You’ve probably dreamed of being a doctor all your life. You’ve attained the required minimum GPA, you’ve aced your TOEFL language exams and MCAT. This is your chance at medical school but you’re having mixed feelings about the prospect of starting medical school.
You’re both excited and nervous about beginning your medical school journey. The uncertainty of the unknown creeps up on you. What is medical school going to be like? How’s your first year going to be? Is your first year going to be difficult?
Here’s a list of some of the things you should expect in your first year of medical school.
You will get to meet new people
You’ll come in contact with different people from all walks of life and background. At All Saints University, we have students from all over the world including Canada, India, United States, Nigeria and Ghana. Some of the new people you meet might be more knowledgeable than you and this could affect your self-esteem.
You might also doubt your abilities and intelligence. However, you must remember that if you weren’t good, you wouldn’t have been considered for medical school in the first place!
Adjust to the stress of medical school
Welcome to a world of countless tests, long hours of study and a treasure trove of assignments! There’s no doubt that medical school is stressful. You’ll spend most of your time in classes and labs. Expect to learn basic human physiology, anatomy, histology and biochemistry in your first year.
You’ll spend time in anatomy lab dissecting cadavers and examining the anatomy of the human body. Anatomy is a course enjoyed by most students. However it is demanding and requires students to devote hours in the lab, each week. There is a lot of memorization to do. You’ll need to memorize your notes for information retention.
Get carried away by activities
There’s a likelihood for you to get carried away by extracurricular and social activities. In the Caribbeans for instance, there is a very vibrant social life and the locals are known for throwing great parties, it’s very easy for medical students to get distracted by these.
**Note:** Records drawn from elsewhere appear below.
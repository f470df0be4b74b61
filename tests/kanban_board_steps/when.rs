//! When steps for kanban board BDD scenarios.

use super::given::add_task;
use super::world::KanbanWorld;
use eyre::WrapErr;
use rstest_bdd_macros::when;

#[when(r#"a task titled "{title}" due in {days:i64} days is added"#)]
fn task_added(world: &mut KanbanWorld, title: String, days: i64) -> Result<(), eyre::Report> {
    add_task(world, &title, days)
}

#[when(r#"the task is dropped on the "{column}" column"#)]
fn task_dropped(world: &mut KanbanWorld, column: String) -> Result<(), eyre::Report> {
    let id = world.current_task()?.id().clone();
    let result = world.store.move_task_named(&id, &column);
    if let Ok(ref moved) = result {
        world.last_task = Some(moved.clone());
    }
    world.last_move_result = Some(result);
    Ok(())
}

#[when("the task is deleted")]
fn task_deleted(world: &mut KanbanWorld) -> Result<(), eyre::Report> {
    let id = world.current_task()?.id().clone();
    world
        .store
        .delete(&id)
        .wrap_err("delete task in scenario")?;
    Ok(())
}
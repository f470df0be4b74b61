//! Snapshot adapters.

pub mod file;
pub mod memory;

pub use file::FileSnapshotStore;
pub use memory::MemorySnapshotStore;
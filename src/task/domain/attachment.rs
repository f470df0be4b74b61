//! File references attached to tasks and notes.

use super::TaskDomainError;
use serde::{Deserialize, Serialize};

/// A named reference to content held by the file picker.
///
/// The reference is opaque (typically an object-store URL); binary content
/// never passes through the domain.
#[derive(Debug, Clone, PartialEq, Eq, Hash, Serialize, Deserialize)]
#[serde(try_from = "AttachmentRecord", into = "AttachmentRecord")]
pub struct Attachment {
    name: String,
    reference: String,
}

/// Wire form of [`Attachment`], validated on the way in.
#[derive(Serialize, Deserialize)]
struct AttachmentRecord {
    name: String,
    reference: String,
}

impl TryFrom<AttachmentRecord> for Attachment {
    type Error = TaskDomainError;

    fn try_from(record: AttachmentRecord) -> Result<Self, Self::Error> {
        Self::new(record.name, record.reference)
    }
}

impl From<Attachment> for AttachmentRecord {
    fn from(attachment: Attachment) -> Self {
        Self {
            name: attachment.name,
            reference: attachment.reference,
        }
    }
}

impl Attachment {
    /// Creates an attachment reference.
    ///
    /// # Errors
    ///
    /// Returns [`TaskDomainError::EmptyAttachmentName`] when `name` is blank.
    pub fn new(
        name: impl Into<String>,
        reference: impl Into<String>,
    ) -> Result<Self, TaskDomainError> {
        let raw_name = name.into();
        if raw_name.trim().is_empty() {
            return Err(TaskDomainError::EmptyAttachmentName);
        }
        Ok(Self {
            name: raw_name,
            reference: reference.into(),
        })
    }

    /// Returns the file name.
    #[must_use]
    pub fn name(&self) -> &str {
        &self.name
    }

    /// Returns the content reference.
    #[must_use]
    pub fn reference(&self) -> &str {
        &self.reference
    }
}
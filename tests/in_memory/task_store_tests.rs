//! In-memory integration tests for task store operations.

use super::helpers::{days_ago, draft, in_days, local_storage, store};
use kazera::snapshot::adapters::MemorySnapshotStore;
use kazera::task::domain::{Attachment, TaskId, TaskStatus};
use kazera::task::services::{TaskStore, TaskStoreError};
use rstest::rstest;

#[rstest]
fn full_lifecycle_is_reflected_in_snapshot(
    local_storage: MemorySnapshotStore,
) -> eyre::Result<()> {
    let mut store = TaskStore::open(local_storage.clone());
    let essay = store.add(
        draft("History Essay", TaskStatus::Todo, in_days(5, 9))
            .with_description("1000 words on the industrial revolution")
            .with_attachments([Attachment::new(
                "outline.docx",
                "https://files.example/outline",
            )?]),
    )?;
    let lab = store.add(draft(
        "Science Lab Report",
        TaskStatus::InProgress,
        days_ago(2, 9),
    ))?;

    store.move_task_named(essay.id(), "in-progress")?;
    store.delete(lab.id())?;

    let raw = local_storage
        .raw()?
        .ok_or_else(|| eyre::eyre!("snapshot should have been written"))?;
    let records: serde_json::Value = serde_json::from_str(&raw)?;
    let entries = records
        .as_array()
        .ok_or_else(|| eyre::eyre!("snapshot should be an array"))?;

    eyre::ensure!(entries.len() == 1, "expected one record, found {}", entries.len());
    eyre::ensure!(records[0]["id"] == essay.id().as_str());
    eyre::ensure!(records[0]["status"] == "in-progress");
    eyre::ensure!(records[0]["attachments"][0]["name"] == "outline.docx");
    Ok(())
}

#[rstest]
fn reopened_store_matches_saved_tasks(local_storage: MemorySnapshotStore) -> eyre::Result<()> {
    let mut store = TaskStore::open(local_storage.clone());
    store.add(
        draft("Math Assignment", TaskStatus::Todo, in_days(3, 9))
            .with_link("https://classroom.example/math")
            .with_attachments([Attachment::new(
                "chapter4.pdf",
                "https://files.example/chapter4",
            )?]),
    )?;
    store.add(draft("History Essay", TaskStatus::InProgress, in_days(5, 9)))?;
    store.add(draft("Science Lab Report", TaskStatus::Done, days_ago(2, 9)))?;

    let reopened = TaskStore::open(local_storage);

    eyre::ensure!(reopened.tasks() == store.tasks());
    eyre::ensure!(
        reopened
            .tasks()
            .first()
            .map(|task| task.attachments().len())
            == Some(1)
    );
    eyre::ensure!(reopened.last_persistence_error().is_none());
    Ok(())
}

#[rstest]
fn supplied_identifiers_survive_and_collisions_are_rejected(
    mut store: TaskStore<MemorySnapshotStore>,
) -> eyre::Result<()> {
    let id = TaskId::new("task-1")?;
    store.add(draft("Math Assignment", TaskStatus::Todo, in_days(3, 9)).with_id(id.clone()))?;

    let duplicate = store.add(draft("Other", TaskStatus::Todo, in_days(3, 9)).with_id(id.clone()));

    eyre::ensure!(duplicate == Err(TaskStoreError::DuplicateTask(id.clone())));
    eyre::ensure!(store.get(&id).is_some());
    eyre::ensure!(store.len() == 1);
    Ok(())
}

#[rstest]
fn edits_after_deletion_report_not_found(
    mut store: TaskStore<MemorySnapshotStore>,
) -> eyre::Result<()> {
    let task = store.add(draft("Reading Log", TaskStatus::Todo, in_days(1, 9)))?;
    store.delete(task.id())?;

    let not_found = Err(TaskStoreError::NotFound(task.id().clone()));
    eyre::ensure!(store.update(task.clone()) == not_found);
    eyre::ensure!(store.move_task(task.id(), TaskStatus::Done) == not_found);
    eyre::ensure!(store.delete(task.id()) == not_found);
    Ok(())
}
Yes, medical school can be stressful and you would want to unwind. However, you should learn how to balance your academics and personal life to prevent mental burnout and boost performance in studies.
Access to opportunities
There are some privileges enjoyed by new students. You can access information about areas of specialization. You can also reach out to any faculty member that you find interesting.
All Saints University School of Medicine, Dominica is proud to have Highly qualified and experienced full-time faculty members with MD, PhD, or MD PhD degrees that any new student can access during school hours. An unhindered access to information and faculty members can increase your chances of becoming a physician.
Get used to your first year routine
There are times when you feel overwhelmed with exams. There are also periods where it seems you’ve got lots of free time. That’s how unpredictable it can be. It’s best to be prepared for whatever comes up.
Good organisational skills are key if you want to maintain balance during the duration of your medical education.
Your study guide will not be perfect
As earlier mentioned, staying organized is an important skill in succeeding in medical school. As a first year student, your notes will not be perfect as you’ll have to download resources, notes and study guides.
Don’t worry, you’ll get to learn organizational skills over the years in school. These skills will help you put together a study guide that is just right for you.
You might be confused about your field of specialization
You probably always wanted to be pediatrician, most likely because you know a renowned doctor who specializes in pediatrics. However, you’re beginning to rethink your choice, you now want to be a gynecologist. Becoming an plastic surgeon also begins to look attractive during your first few months in pre-medical school.
As a first year medical student, It’s okay to not know the field you want to specialize in. Did you know that there are over 120 specialty and sub-specialty options to choose from? Breathe! You’re just in your first year. Overtime, you would find a specialty you truly enjoy and which you can contribute to professionally.